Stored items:
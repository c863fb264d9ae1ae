//! Config operations: listing, saving, editing, and result types.
//!
//! Provides the logic behind the show / edit actions and the `ConfigResult`
//! enum that callers use to display results.

use std::fmt;
use std::path::{Path, PathBuf};

use crate::binding::EnvConfig;
use crate::env::{Environment, ProcessEnv};
use crate::error::EnvfigError;
use crate::introspect;
use crate::persist;
use crate::types::{FieldValue, SecrecyMode};

/// Result of a config operation. Returned to the caller for display.
#[derive(Debug, Clone, PartialEq)]
pub enum ConfigResult {
    /// Bound variables and their displayable values, in declaration order.
    Listing { entries: Vec<(String, String)> },
    /// Confirmation that the env file was written.
    Saved { path: PathBuf },
}

impl fmt::Display for ConfigResult {
    fn fmt(&self, f: &mut fmt::Formatter<'_>) -> fmt::Result {
        match self {
            ConfigResult::Listing { entries } => {
                for (i, (key, value)) in entries.iter().enumerate() {
                    if i > 0 {
                        writeln!(f)?;
                    }
                    write!(f, "{key} = {value}")?;
                }
                Ok(())
            }
            ConfigResult::Saved { path } => write!(f, "Config saved to {}", path.display()),
        }
    }
}

/// List every bound variable of `config` with secrecy applied.
///
/// Hidden values show as `<suppressed>`, masked values as one `*` per
/// character, and unset optional values as `<not set>`.
pub fn list_fields<C: EnvConfig>(config: &C) -> Result<ConfigResult, EnvfigError> {
    let entries = introspect::fields(config)?
        .into_iter()
        .map(|d| {
            let display = match (&d.value, d.secrecy) {
                (FieldValue::Absent, SecrecyMode::None) => "<not set>".to_string(),
                _ => d.display_value(),
            };
            (d.name, display)
        })
        .collect();
    Ok(ConfigResult::Listing { entries })
}

/// Save `config` to `path` and mirror it into the process environment.
pub fn save<C: EnvConfig>(path: &Path, config: &C) -> Result<(), EnvfigError> {
    save_with(path, config, &mut ProcessEnv)
}

/// Save `config` to `path` and mirror it into `env`.
pub fn save_with<C: EnvConfig, E: Environment + ?Sized>(
    path: &Path,
    config: &C,
    env: &mut E,
) -> Result<(), EnvfigError> {
    persist::save_config(path, config, env)
}

/// Edit `config` on the terminal with the default attempt ceiling.
#[cfg(feature = "terminal")]
pub fn edit<C: EnvConfig>(config: &mut C) -> Result<(), EnvfigError> {
    let mut prompter = crate::terminal::TerminalPrompter::new();
    crate::edit::edit_config(config, &mut prompter, crate::edit::DEFAULT_MAX_ATTEMPTS)
}
//! Environment bindings declared on a config struct.
//!
//! The variable name, default and required-ness come from confique's
//! `#[config(env = "...", default = ...)]` attributes, read back through
//! `C::META`. Secrecy is declared separately through [`EnvConfig::SECRETS`].

use confique::Config;
use confique::meta::{FieldKind, LeafKind, Meta};
use serde::Serialize;

use crate::types::{SecrecyMode, ValueKind};

/// A config struct whose fields can be bound to environment variables,
/// listed, edited, and saved.
///
/// ```ignore
/// #[derive(Config, Serialize)]
/// struct AppConfig {
///     #[config(env = "ACCESS_KEY")]
///     access_key: String,
///     #[config(env = "RATE", default = 2.5)]
///     rate: f32,
/// }
///
/// impl EnvConfig for AppConfig {
///     const SECRETS: &'static [(&'static str, &'static str)] = &[("access_key", "hide")];
///
///     fn field_mut(&mut self, field: &str) -> Option<FieldMut<'_>> {
///         Some(match field {
///             "access_key" => (&mut self.access_key).into(),
///             "rate" => (&mut self.rate).into(),
///             _ => return None,
///         })
///     }
/// }
/// ```
///
/// Values are read through `Serialize` and written through
/// [`field_mut`](Self::field_mut), one field at a time. Fields marked
/// `#[serde(skip)]` are invisible to listing and editing.
pub trait EnvConfig: Config + Serialize {
    /// `(field, tag)` pairs keyed by Rust field name. A tag of `"mask"` masks
    /// the value; `"true"`, `"hide"` or any other non-empty tag hides it.
    const SECRETS: &'static [(&'static str, &'static str)] = &[];

    /// Mutable access to the field with Rust name `field`. Fields left out
    /// here are not settable.
    fn field_mut(&mut self, field: &str) -> Option<FieldMut<'_>>;
}

/// A mutable reference to one field, tagged with the field's type.
#[derive(Debug)]
pub enum FieldMut<'a> {
    String(&'a mut String),
    Bool(&'a mut bool),
    I8(&'a mut i8),
    I16(&'a mut i16),
    I32(&'a mut i32),
    I64(&'a mut i64),
    Isize(&'a mut isize),
    U8(&'a mut u8),
    U16(&'a mut u16),
    U32(&'a mut u32),
    U64(&'a mut u64),
    Usize(&'a mut usize),
    F32(&'a mut f32),
    F64(&'a mut f64),
}

impl FieldMut<'_> {
    /// The kind the field serializes as.
    pub fn kind(&self) -> ValueKind {
        match self {
            FieldMut::String(_) => ValueKind::String,
            FieldMut::Bool(_) => ValueKind::Bool,
            FieldMut::I8(_) => ValueKind::I8,
            FieldMut::I16(_) => ValueKind::I16,
            FieldMut::I32(_) => ValueKind::I32,
            FieldMut::I64(_) | FieldMut::Isize(_) => ValueKind::I64,
            FieldMut::U8(_) => ValueKind::U8,
            FieldMut::U16(_) => ValueKind::U16,
            FieldMut::U32(_) => ValueKind::U32,
            FieldMut::U64(_) | FieldMut::Usize(_) => ValueKind::U64,
            FieldMut::F32(_) => ValueKind::F32,
            FieldMut::F64(_) => ValueKind::F64,
        }
    }
}

macro_rules! field_mut_from {
    ($($ty:ty => $variant:ident),* $(,)?) => {
        $(
            impl<'a> From<&'a mut $ty> for FieldMut<'a> {
                fn from(slot: &'a mut $ty) -> Self {
                    FieldMut::$variant(slot)
                }
            }
        )*
    };
}

field_mut_from! {
    String => String,
    bool => Bool,
    i8 => I8,
    i16 => I16,
    i32 => I32,
    i64 => I64,
    isize => Isize,
    u8 => U8,
    u16 => U16,
    u32 => U32,
    u64 => U64,
    usize => Usize,
    f32 => F32,
    f64 => F64,
}

/// Parsed binding of one struct field.
#[derive(Debug, Clone, PartialEq, Eq)]
pub struct BindingTag {
    /// Environment variable name.
    pub name: String,
    /// No default and not optional: the loader fails when the variable is missing.
    pub required: bool,
    pub has_default: bool,
    pub secrecy: SecrecyMode,
}

impl BindingTag {
    /// Parse the `env` attribute. Only the first comma-separated segment names
    /// the variable; empty names yield `None`.
    pub fn from_env_attr(env: &str) -> Option<Self> {
        let name = env.split(',').next().unwrap_or_default().trim();
        if name.is_empty() {
            return None;
        }
        Some(Self {
            name: name.to_string(),
            required: false,
            has_default: false,
            secrecy: SecrecyMode::None,
        })
    }
}

/// A struct field paired with its binding.
#[derive(Debug, Clone, PartialEq, Eq)]
pub struct Binding {
    /// Rust field name.
    pub field: &'static str,
    pub tag: BindingTag,
}

/// All bound top-level fields of `C`, in declaration order.
///
/// Nested sections and leaves without an `env` attribute are not bound.
pub fn bindings<C: EnvConfig>() -> Vec<Binding> {
    bindings_from_meta(&C::META, C::SECRETS)
}

fn bindings_from_meta(meta: &Meta, secrets: &[(&str, &str)]) -> Vec<Binding> {
    meta.fields
        .iter()
        .filter_map(|field| {
            let FieldKind::Leaf { env, kind, .. } = &field.kind else {
                return None;
            };
            let mut tag = BindingTag::from_env_attr((*env)?)?;
            if let LeafKind::Required { default, .. } = kind {
                tag.has_default = default.is_some();
                tag.required = default.is_none();
            }
            tag.secrecy = secrets
                .iter()
                .find(|(name, _)| *name == field.name)
                .map(|(_, secret)| SecrecyMode::from(*secret))
                .unwrap_or_default();
            Some(Binding {
                field: field.name,
                tag,
            })
        })
        .collect()
}

/// The first binding whose variable name is `name`.
pub fn find_binding<C: EnvConfig>(name: &str) -> Option<Binding> {
    bindings::<C>().into_iter().find(|b| b.tag.name == name)
}

#[cfg(test)]
mod tests {
    use super::*;
    use crate::fixtures::test::{EditConfig, GuardedConfig, KindsConfig};

    #[test]
    fn env_attr_first_segment_is_name() {
        let tag = BindingTag::from_env_attr("V_S2,default=Maybe").unwrap();
        assert_eq!(tag.name, "V_S2");
        assert!(BindingTag::from_env_attr("").is_none());
        assert!(BindingTag::from_env_attr(" ,required").is_none());
    }

    #[test]
    fn bindings_follow_declaration_order() {
        let names: Vec<String> = bindings::<EditConfig>()
            .into_iter()
            .map(|b| b.tag.name)
            .collect();
        assert_eq!(
            names,
            vec!["V_S1", "V_S2", "V_S3", "V_S4", "V_S5", "YESNO"]
        );
    }

    #[test]
    fn untagged_and_nested_fields_are_unbound() {
        let fields: Vec<&str> = bindings::<GuardedConfig>()
            .into_iter()
            .map(|b| b.field)
            .collect();
        assert!(!fields.contains(&"untagged"));
        assert!(!fields.contains(&"section"));
        assert!(fields.contains(&"visible"));
        assert!(fields.contains(&"internal"));
    }

    #[test]
    fn required_and_default_flags() {
        let all = bindings::<EditConfig>();
        let s1 = &all[0].tag;
        assert!(s1.required);
        assert!(!s1.has_default);

        let s2 = &all[1].tag;
        assert!(!s2.required);
        assert!(s2.has_default);
    }

    #[test]
    fn secrecy_from_secret_tags() {
        let all = bindings::<EditConfig>();
        assert_eq!(all[0].tag.secrecy, SecrecyMode::None);
        assert_eq!(all[2].tag.secrecy, SecrecyMode::Hide);
        assert_eq!(all[3].tag.secrecy, SecrecyMode::Mask);
        assert_eq!(all[4].tag.secrecy, SecrecyMode::Hide);
    }

    #[test]
    fn field_mut_reports_declared_kind() {
        let mut config = KindsConfig::default();
        assert_eq!(config.field_mut("s").unwrap().kind(), ValueKind::String);
        assert_eq!(config.field_mut("isizev").unwrap().kind(), ValueKind::I64);
        assert_eq!(config.field_mut("usizev").unwrap().kind(), ValueKind::U64);
        assert_eq!(config.field_mut("f32v").unwrap().kind(), ValueKind::F32);
        assert!(config.field_mut("opt").is_none());
    }

    #[test]
    fn find_binding_by_env_name() {
        let binding = find_binding::<EditConfig>("YESNO").unwrap();
        assert_eq!(binding.field, "b6");
        assert!(find_binding::<EditConfig>("b6").is_none());
    }
}
#[cfg(test)]
pub mod test {
    use std::collections::HashMap;
    use std::sync::{Mutex, MutexGuard};

    use confique::Config;
    use serde::{Deserialize, Serialize};

    use crate::binding::{EnvConfig, FieldMut};
    use crate::prompt::{ChoicePrompt, PromptError, Prompter, TextPrompt};

    /// The shape used throughout the editor tests: plain, defaulted, hidden,
    /// masked and boolean fields.
    #[derive(Config, Serialize, Deserialize, Debug, PartialEq, Clone, Default)]
    pub struct EditConfig {
        /// First string.
        #[config(env = "V_S1")]
        pub s1: String,

        #[config(env = "V_S2", default = "Maybe")]
        pub s2: String,

        #[config(env = "V_S3")]
        pub s3: String,

        #[config(env = "V_S4", default = "shush")]
        pub s4: String,

        #[config(env = "V_S5")]
        pub s5: String,

        #[config(env = "YESNO", default = true)]
        pub b6: bool,
    }

    impl EnvConfig for EditConfig {
        const SECRETS: &'static [(&'static str, &'static str)] =
            &[("s3", "true"), ("s4", "mask"), ("s5", "hide")];

        fn field_mut(&mut self, field: &str) -> Option<FieldMut<'_>> {
            Some(match field {
                "s1" => (&mut self.s1).into(),
                "s2" => (&mut self.s2).into(),
                "s3" => (&mut self.s3).into(),
                "s4" => (&mut self.s4).into(),
                "s5" => (&mut self.s5).into(),
                "b6" => (&mut self.b6).into(),
                _ => return None,
            })
        }
    }

    /// One bound field per supported kind, plus an optional one.
    #[derive(Config, Serialize, Deserialize, Debug, PartialEq, Clone, Default)]
    pub struct KindsConfig {
        #[config(env = "K_S")]
        pub s: String,
        #[config(env = "K_B")]
        pub b: bool,
        #[config(env = "K_F32")]
        pub f32v: f32,
        #[config(env = "K_F64")]
        pub f64v: f64,
        #[config(env = "K_I8")]
        pub i8v: i8,
        #[config(env = "K_I16")]
        pub i16v: i16,
        #[config(env = "K_I32")]
        pub i32v: i32,
        #[config(env = "K_I64")]
        pub i64v: i64,
        #[config(env = "K_ISIZE")]
        pub isizev: isize,
        #[config(env = "K_U8")]
        pub u8v: u8,
        #[config(env = "K_U16")]
        pub u16v: u16,
        #[config(env = "K_U32")]
        pub u32v: u32,
        #[config(env = "K_U64")]
        pub u64v: u64,
        #[config(env = "K_USIZE")]
        pub usizev: usize,
        #[config(env = "K_OPT")]
        pub opt: Option<String>,
    }

    impl EnvConfig for KindsConfig {
        fn field_mut(&mut self, field: &str) -> Option<FieldMut<'_>> {
            Some(match field {
                "s" => (&mut self.s).into(),
                "b" => (&mut self.b).into(),
                "f32v" => (&mut self.f32v).into(),
                "f64v" => (&mut self.f64v).into(),
                "i8v" => (&mut self.i8v).into(),
                "i16v" => (&mut self.i16v).into(),
                "i32v" => (&mut self.i32v).into(),
                "i64v" => (&mut self.i64v).into(),
                "isizev" => (&mut self.isizev).into(),
                "u8v" => (&mut self.u8v).into(),
                "u16v" => (&mut self.u16v).into(),
                "u32v" => (&mut self.u32v).into(),
                "u64v" => (&mut self.u64v).into(),
                "usizev" => (&mut self.usizev).into(),
                _ => return None,
            })
        }
    }

    /// Fields that must not show up as editable items.
    #[derive(Config, Serialize, Deserialize, Debug, PartialEq, Clone, Default)]
    pub struct GuardedConfig {
        #[config(default = "plain")]
        pub untagged: String,

        #[config(env = "GUARDED_VISIBLE")]
        pub visible: String,

        #[serde(skip)]
        #[config(env = "GUARDED_INTERNAL", default = "internal")]
        pub internal: String,

        #[config(nested)]
        pub section: SectionConfig,
    }

    impl EnvConfig for GuardedConfig {
        fn field_mut(&mut self, field: &str) -> Option<FieldMut<'_>> {
            match field {
                "visible" => Some((&mut self.visible).into()),
                _ => None,
            }
        }
    }

    #[derive(Config, Serialize, Deserialize, Debug, PartialEq, Clone, Default)]
    pub struct SectionConfig {
        #[config(env = "GUARDED_SECTION_URL")]
        pub url: Option<String>,
    }

    #[test]
    fn edit_config_requires_unset_fields() {
        // s1, s3 and s5 have neither a default nor an Option type.
        assert!(EditConfig::builder().load().is_err());
    }

    // -- Process environment ----------------------------------------------------

    static ENV_LOCK: Mutex<()> = Mutex::new(());

    /// Serializes tests that read or write the real process environment.
    pub fn env_lock() -> MutexGuard<'static, ()> {
        ENV_LOCK.lock().unwrap_or_else(|poisoned| poisoned.into_inner())
    }

    // -- Scripted prompter ------------------------------------------------------

    /// A prompt as the editor asked it.
    #[derive(Debug, Clone, PartialEq)]
    pub enum Asked {
        Text(TextPrompt),
        Choice(ChoicePrompt),
    }

    impl Asked {
        pub fn label(&self) -> &str {
            match self {
                Asked::Text(p) => &p.label,
                Asked::Choice(p) => &p.label,
            }
        }

        pub fn text(&self) -> &TextPrompt {
            match self {
                Asked::Text(p) => p,
                Asked::Choice(p) => panic!("expected a text prompt, got choice {}", p.label),
            }
        }

        pub fn choice(&self) -> &ChoicePrompt {
            match self {
                Asked::Choice(p) => p,
                Asked::Text(p) => panic!("expected a choice prompt, got text {}", p.label),
            }
        }
    }

    /// Answers prompts from a script and records every prompt it was shown.
    ///
    /// Text answers are keyed by the index of the text prompt (0-based, counting
    /// only text prompts); unscripted text prompts keep their default. Choice
    /// prompts keep their preselection unless scripted.
    #[derive(Debug, Default)]
    pub struct ScriptedPrompter {
        pub asked: Vec<Asked>,
        text_answers: HashMap<usize, String>,
        choice_answers: HashMap<usize, usize>,
        fail_at: Option<usize>,
        texts: usize,
        choices: usize,
    }

    impl ScriptedPrompter {
        pub fn new() -> Self {
            Self::default()
        }

        pub fn answer_text(mut self, index: usize, answer: &str) -> Self {
            self.text_answers.insert(index, answer.to_string());
            self
        }

        pub fn answer_choice(mut self, index: usize, option: usize) -> Self {
            self.choice_answers.insert(index, option);
            self
        }

        /// Fail with [`PromptError::Closed`] on the `index`-th prompt overall.
        pub fn fail_at(mut self, index: usize) -> Self {
            self.fail_at = Some(index);
            self
        }

        pub fn text_prompts(&self) -> Vec<&TextPrompt> {
            self.asked
                .iter()
                .filter_map(|a| match a {
                    Asked::Text(p) => Some(p),
                    Asked::Choice(_) => None,
                })
                .collect()
        }

        fn check_failure(&self) -> Result<(), PromptError> {
            if self.fail_at == Some(self.asked.len() - 1) {
                return Err(PromptError::Closed);
            }
            Ok(())
        }
    }

    impl Prompter for ScriptedPrompter {
        fn run_text(&mut self, prompt: &TextPrompt) -> Result<String, PromptError> {
            self.asked.push(Asked::Text(prompt.clone()));
            self.check_failure()?;
            let index = self.texts;
            self.texts += 1;
            let entered = self.text_answers.get(&index).cloned().unwrap_or_default();
            Ok(prompt.resolve(&entered))
        }

        fn run_choice(&mut self, prompt: &ChoicePrompt) -> Result<(usize, String), PromptError> {
            self.asked.push(Asked::Choice(prompt.clone()));
            self.check_failure()?;
            let index = self.choices;
            self.choices += 1;
            let picked = self
                .choice_answers
                .get(&index)
                .copied()
                .unwrap_or(prompt.selected);
            Ok((picked, prompt.options[picked].clone()))
        }
    }
}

#### Work instructions:
Which lines in the data above contain "written"? Show each one.

#### Solution below:
    /// Confirmation that the env file was written.
/// Values are read through `Serialize` and written through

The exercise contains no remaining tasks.